Robbins comments that
Prosecutors sometimes use what are known as “bad juror” lists to exclude particular citizens from jury service. Not only does this practice interfere with an open and fair jury-selection process, thus implicating a defendant’s right to be tried by a jury of his or her peers, but it also violates potential jurors’ rights to serve in this important capacity. But who is on these lists? And is a prosecutor required to disclose the lists to defense counsel? These questions have largely gone unnoticed by legal analysts.
This Article addresses the prosecutor’s duty to disclose bad-juror lists. It reviews the federal Freedom of Information Act, a variety of state open-records acts and their exemptions, the work-product doctrine, the fundamental-fairness doctrine, and the discriminatory use of peremptory challenges (particularly in death-penalty cases). The Article concludes by advancing recommendations for overcoming disclosure exemptions and preserving the integrity of jury selection in the face of the continued use of bad-juror lists.
The judicial system in the United States is adversarial. Particularly in criminal cases, when prosecutors, who already hold enormous power, are permitted to put their thumbs on the scale of justice during jury selection, the entire system suffers — the rights of potential jurors, the rights of the defendant, the reliability of the outcome of the proceedings, and the appearance of justice.Robbins concludes -
Prosecutors sometimes use “bad juror” lists to exclude particular citizens from jury service. Not only does this practice interfere with an open and fair jury-selection process, thus implicating a defendant’s right to be tried by a jury of his or her peers, but it also violates potential jurors’ rights to serve in this important capacity. But who is on these lists? And is a prosecutor required to disclose the lists themselves?
The ambiguity of states’ open-records laws, coupled with the judicial discretion regarding the level of injustice a defendant must establish to overcome the work-product doctrine, has led to inconsistency in the disclosure of prosecutors’ bad-juror lists. Although the legislative intent behind most state open-records acts follows that of the federal Freedom of Information Act in promoting government transparency, the discretion used by some states to enact numerous exemptions to disclosure and interpret those exemptions broadly contravenes this purpose and thus dilutes public access to information. Texas’s deviation from the narrow construction that other states — such as Georgia, Alabama, and Colorado — have given to exemptions clearly disfavors disclosure of information in prosecutorial matters and conflicts with this purpose of public openness. While this disparity can partially be explained by the selective interpretation of available precedent in Texas, the statute’s ambiguity lends itself to this manipulation. A better approach is for states to model their open-records acts on FOIA to maintain consistency and to preserve the public interest in the freedom of information.

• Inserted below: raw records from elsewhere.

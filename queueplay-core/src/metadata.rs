use std::{ fmt::Display, sync::Arc, time::Duration };

/// Metadata resolved for a queue item.
#[derive(Debug, Clone, Default, PartialEq)]
pub struct ItemMeta {
    /// Item duration (if known)
    pub duration: Option<Duration>,
    /// Track title (if any)
    pub title: Option<String>,
    /// Album of the track (if any)
    pub album: Option<String>,
    /// Track artist (if any, multiple artists separated by semicolon)
    pub artist: Option<String>,
    /// Unsynchronised lyrics (if any)
    pub lyrics: Option<String>,
    /// Encoded artwork image bytes (if any)
    pub artwork: Option<Arc<Vec<u8>>>,
}

impl ItemMeta {
    pub fn duration_display(&self) -> String {
        display_time(self.duration.unwrap_or_default())
    }
}

impl Display for ItemMeta {
    fn fmt(&self, f: &mut std::fmt::Formatter<'_>) -> std::fmt::Result {
        let title = self.title.as_deref().unwrap_or("Unknown Title");
        let artist = self.artist.as_deref().unwrap_or("Unknown Artist");
        let album = self.album.as_deref().unwrap_or("Unknown Album");

        writeln!(f, "Track:  {} - {}", title, artist)?;
        writeln!(f, "Album:  {}", album)?;
        writeln!(f, "Length: {}", self.duration_display())?;
        if self.lyrics.is_some() {
            writeln!(f, "Lyrics: available")?;
        }

        Ok(())
    }
}

/// Format a play time as `mm:ss`, or `hh:mm:ss` from one hour up.
///
/// Seconds are rounded to the nearest whole second.
pub fn display_time(time: Duration) -> String {
    let total = time.as_secs_f64().round() as u64;
    let hours = total / 3600;
    let mins = (total % 3600) / 60;
    let secs = total % 60;
    if hours == 0 {
        format!("{:02}:{:02}", mins, secs)
    } else {
        format!("{:02}:{:02}:{:02}", hours, mins, secs)
    }
}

Moreover, states are often too strict in their adherence to the workproduct doctrine to shield bad-juror lists from defense counsel. Courts have held that prosecutors’ jury dossiers should be disclosed to defense counsel when the defendant has made a sufficient showing of necessity or injustice. The magnitude of discretion invested with the trial judge, however, makes it difficult to find reversible error solely on the basis of the judge’s failure to accept a defendant’s fundamental-fairness argument to disclose the bad-juror list. In addition, courts have typically mandated disclosure of these records only when the police department compiled the records or when the prosecutor used the records to refresh his or her memory in relation to a Batson v. Kentucky hearing. Defendants deserve the same treatment when the prosecution compiles its own badjuror list and subsequently uses the list during the voir dire process. Further, courts should rule that there is a presumption in favor of public disclosure of prosecutors’ bad-juror lists when the prosecutor uses these lists to aid in exercising peremptory challenges during the voir dire process. It is fundamentally unfair for defense counsel to be denied access to this information where the defendant lacks the resources to obtain the same information. To disclose these lists to defense counsel would allow the defendant the same opportunity as the prosecutor to exercise peremptory challenges intelligently. Requiring disclosure of these lists to the defense would also enable the defendant to more appropriately assert Batson challenges when it appears that the prosecutor is striking jurors for unconstitutional reasons.
The judicial system in the United States is adversarial. Particularly in criminal cases, when prosecutors, who already hold enormous power, are permitted to put their thumbs on the scale of justice during jury selection, the entire system suffers - the rights of potential jurors, the rights of the defendant, the integrity of the outcome of the proceedings, and the appearance of justice.